## TASK ITEM
Which lines of the records contain "insert"? Collect every one of them.

Start of SUPPLIED DATA

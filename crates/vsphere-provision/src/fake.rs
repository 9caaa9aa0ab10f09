//! In-memory stand-ins for a vCenter session.

use std::collections::{BTreeMap, HashMap};
use std::path::Path;
use std::sync::Mutex;

use async_trait::async_trait;
use vsphere_api::{
    CloneSpec, CustomFields, DeviceKind, DeviceList, EthernetAdapter, Folder,
    ManagedObjectReference, NetworkBacking, Task, VAppConfig, VirtualDevice, VirtualMachine,
};

use crate::session::{Datastore, Inventory};

pub(crate) fn nic(key: i32, network: &str) -> VirtualDevice {
    VirtualDevice {
        key,
        controller_key: None,
        unit_number: None,
        kind: DeviceKind::EthernetCard {
            adapter: EthernetAdapter::E1000,
            backing: NetworkBacking::Network {
                device_name: network.into(),
            },
            address_type: "generated".into(),
        },
    }
}

/// Write an executable shell script named `name` into `dir`.
///
/// `action` runs with `$out` set to the value after `-o` and `$dir` set to the
/// last argument.
#[cfg(unix)]
pub(crate) fn install_iso_tool(dir: &Path, name: &str, action: &str) {
    use std::os::unix::fs::PermissionsExt;

    let script = format!(
        "#!/bin/sh\nout=\"\"\nprev=\"\"\nfor arg in \"$@\"; do\n  if [ \"$prev\" = \"-o\" ]; then out=\"$arg\"; fi\n  prev=\"$arg\"\n  dir=\"$arg\"\ndone\n{action}\n"
    );
    let path = dir.join(name);
    std::fs::write(&path, script).unwrap();
    std::fs::set_permissions(&path, std::fs::Permissions::from_mode(0o755)).unwrap();
}

struct FakeVm {
    vm: VirtualMachine,
    devices: DeviceList,
    vapp: Option<VAppConfig>,
    fields: CustomFields,
}

#[derive(Debug, Clone, Copy, PartialEq, Eq)]
pub(crate) enum TaskOutcome {
    Succeed,
    Fail,
    Hang,
    /// The task succeeds but the new VM never shows up in the inventory.
    Vanish,
}

pub(crate) struct FakeInventory {
    vms: Mutex<HashMap<String, FakeVm>>,
    folders: HashMap<String, Folder>,
    networks: HashMap<String, NetworkBacking>,
    outcome: TaskOutcome,
    pub clones: Mutex<Vec<(String, CloneSpec)>>,
}

impl FakeInventory {
    pub fn new() -> Self {
        let mut folders = HashMap::new();
        folders.insert(
            "/dc1/vm".to_string(),
            Folder {
                reference: ManagedObjectReference::new("Folder", "group-v3"),
                inventory_path: "/dc1/vm".into(),
            },
        );

        Self {
            vms: Mutex::new(HashMap::new()),
            folders,
            networks: HashMap::new(),
            outcome: TaskOutcome::Succeed,
            clones: Mutex::new(Vec::new()),
        }
    }

    pub fn with_template(self, name: &str, devices: Vec<VirtualDevice>) -> Self {
        self.with_vm(name, devices, None, CustomFields::default())
    }

    pub fn with_vm(
        self,
        name: &str,
        devices: Vec<VirtualDevice>,
        vapp: Option<VAppConfig>,
        fields: CustomFields,
    ) -> Self {
        let index = self.vms.lock().unwrap().len();
        let vm = VirtualMachine {
            reference: ManagedObjectReference::new("VirtualMachine", format!("vm-{}", 100 + index)),
            name: name.into(),
            inventory_path: format!("/dc1/vm/{name}"),
        };
        self.vms.lock().unwrap().insert(
            name.into(),
            FakeVm {
                vm,
                devices: DeviceList::new(devices),
                vapp,
                fields,
            },
        );
        self
    }

    pub fn with_network(mut self, name: &str) -> Self {
        self.networks.insert(
            name.into(),
            NetworkBacking::Network {
                device_name: name.into(),
            },
        );
        self
    }

    pub fn with_outcome(mut self, outcome: TaskOutcome) -> Self {
        self.outcome = outcome;
        self
    }

    pub fn clone_count(&self) -> usize {
        self.clones.lock().unwrap().len()
    }

    fn vm(&self, name: &str) -> vsphere_api::Result<VirtualMachine> {
        self.vms
            .lock()
            .unwrap()
            .get(name)
            .map(|v| v.vm.clone())
            .ok_or_else(|| vsphere_api::Error::not_found("vm", name))
    }
}

#[async_trait]
impl Inventory for FakeInventory {
    async fn find_vm(&self, name: &str) -> vsphere_api::Result<VirtualMachine> {
        self.vm(name)
    }

    async fn find_folder(&self, path: &str) -> vsphere_api::Result<Folder> {
        self.folders
            .get(path)
            .cloned()
            .ok_or_else(|| vsphere_api::Error::not_found("folder", path))
    }

    async fn find_datastore(&self, name: &str) -> vsphere_api::Result<ManagedObjectReference> {
        Ok(ManagedObjectReference::new("Datastore", format!("datastore-{name}")))
    }

    async fn devices(&self, vm: &VirtualMachine) -> vsphere_api::Result<DeviceList> {
        self.vms
            .lock()
            .unwrap()
            .get(&vm.name)
            .map(|v| v.devices.clone())
            .ok_or_else(|| vsphere_api::Error::not_found("vm", vm.name.clone()))
    }

    async fn vapp_config(&self, vm: &VirtualMachine) -> vsphere_api::Result<Option<VAppConfig>> {
        self.vms
            .lock()
            .unwrap()
            .get(&vm.name)
            .map(|v| v.vapp.clone())
            .ok_or_else(|| vsphere_api::Error::not_found("vm", vm.name.clone()))
    }

    async fn custom_fields(&self, vm: &VirtualMachine) -> vsphere_api::Result<CustomFields> {
        self.vms
            .lock()
            .unwrap()
            .get(&vm.name)
            .map(|v| v.fields.clone())
            .ok_or_else(|| vsphere_api::Error::not_found("vm", vm.name.clone()))
    }

    async fn network_backing(&self, name: &str) -> vsphere_api::Result<NetworkBacking> {
        self.networks
            .get(name)
            .cloned()
            .ok_or_else(|| vsphere_api::Error::not_found("network", name))
    }

    async fn clone_vm(
        &self,
        _template: &VirtualMachine,
        _folder: &Folder,
        name: &str,
        spec: &CloneSpec,
    ) -> vsphere_api::Result<Task> {
        let mut clones = self.clones.lock().unwrap();
        clones.push((name.to_string(), spec.clone()));
        Ok(Task {
            reference: ManagedObjectReference::new("Task", format!("task-{}", clones.len())),
        })
    }

    async fn wait_for_task(&self, _task: &Task) -> vsphere_api::Result<()> {
        match self.outcome {
            TaskOutcome::Succeed => {
                let clones = self.clones.lock().unwrap().clone();
                for (name, spec) in clones {
                    let devices = spec.config.device_change.into_iter().map(|c| c.device);
                    let mut vms = self.vms.lock().unwrap();
                    if !vms.contains_key(&name) {
                        let vm = VirtualMachine {
                            reference: ManagedObjectReference::new(
                                "VirtualMachine",
                                format!("vm-{}", 100 + vms.len()),
                            ),
                            name: name.clone(),
                            inventory_path: format!("/dc1/vm/{name}"),
                        };
                        vms.insert(
                            name,
                            FakeVm {
                                vm,
                                devices: DeviceList::new(devices.collect()),
                                vapp: None,
                                fields: CustomFields::default(),
                            },
                        );
                    }
                }
                Ok(())
            }
            TaskOutcome::Vanish => Ok(()),
            TaskOutcome::Fail => Err(vsphere_api::Error::Fault(
                "Insufficient resources to satisfy configured failover level".into(),
            )),
            TaskOutcome::Hang => std::future::pending().await,
        }
    }
}

/// Datastore keeping uploaded files in memory.
pub(crate) struct FakeDatastore {
    pub files: Mutex<BTreeMap<String, Vec<u8>>>,
    fail_writes: bool,
}

impl FakeDatastore {
    pub fn new() -> Self {
        Self {
            files: Mutex::new(BTreeMap::new()),
            fail_writes: false,
        }
    }

    /// Every upload and delete fails with a server error.
    pub fn failing() -> Self {
        Self {
            files: Mutex::new(BTreeMap::new()),
            fail_writes: true,
        }
    }

    pub fn file(&self, path: &str) -> Option<Vec<u8>> {
        self.files.lock().unwrap().get(path).cloned()
    }

    fn fault(&self) -> vsphere_api::Error {
        vsphere_api::Error::Fault("Cannot complete file operation".into())
    }
}

#[async_trait]
impl Datastore for FakeDatastore {
    fn name(&self) -> &str {
        "datastore1"
    }

    async fn upload_file(&self, local: &Path, relative: &str) -> vsphere_api::Result<()> {
        if self.fail_writes {
            return Err(self.fault());
        }
        let contents = tokio::fs::read(local).await?;
        self.files
            .lock()
            .unwrap()
            .insert(relative.to_string(), contents);
        Ok(())
    }

    async fn delete_file(&self, relative: &str) -> vsphere_api::Result<()> {
        if self.fail_writes {
            return Err(self.fault());
        }
        match self.files.lock().unwrap().remove(relative) {
            Some(_) => Ok(()),
            None => Err(vsphere_api::Error::not_found(
                "file",
                self.path(relative).to_string(),
            )),
        }
    }
}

End of SUPPLIED DATA

## OUTPUT FOR THIS EXERCISE
        folders.insert(
        self.vms.lock().unwrap().insert(
        self.networks.insert(
                        vms.insert(
            .insert(relative.to_string(), contents);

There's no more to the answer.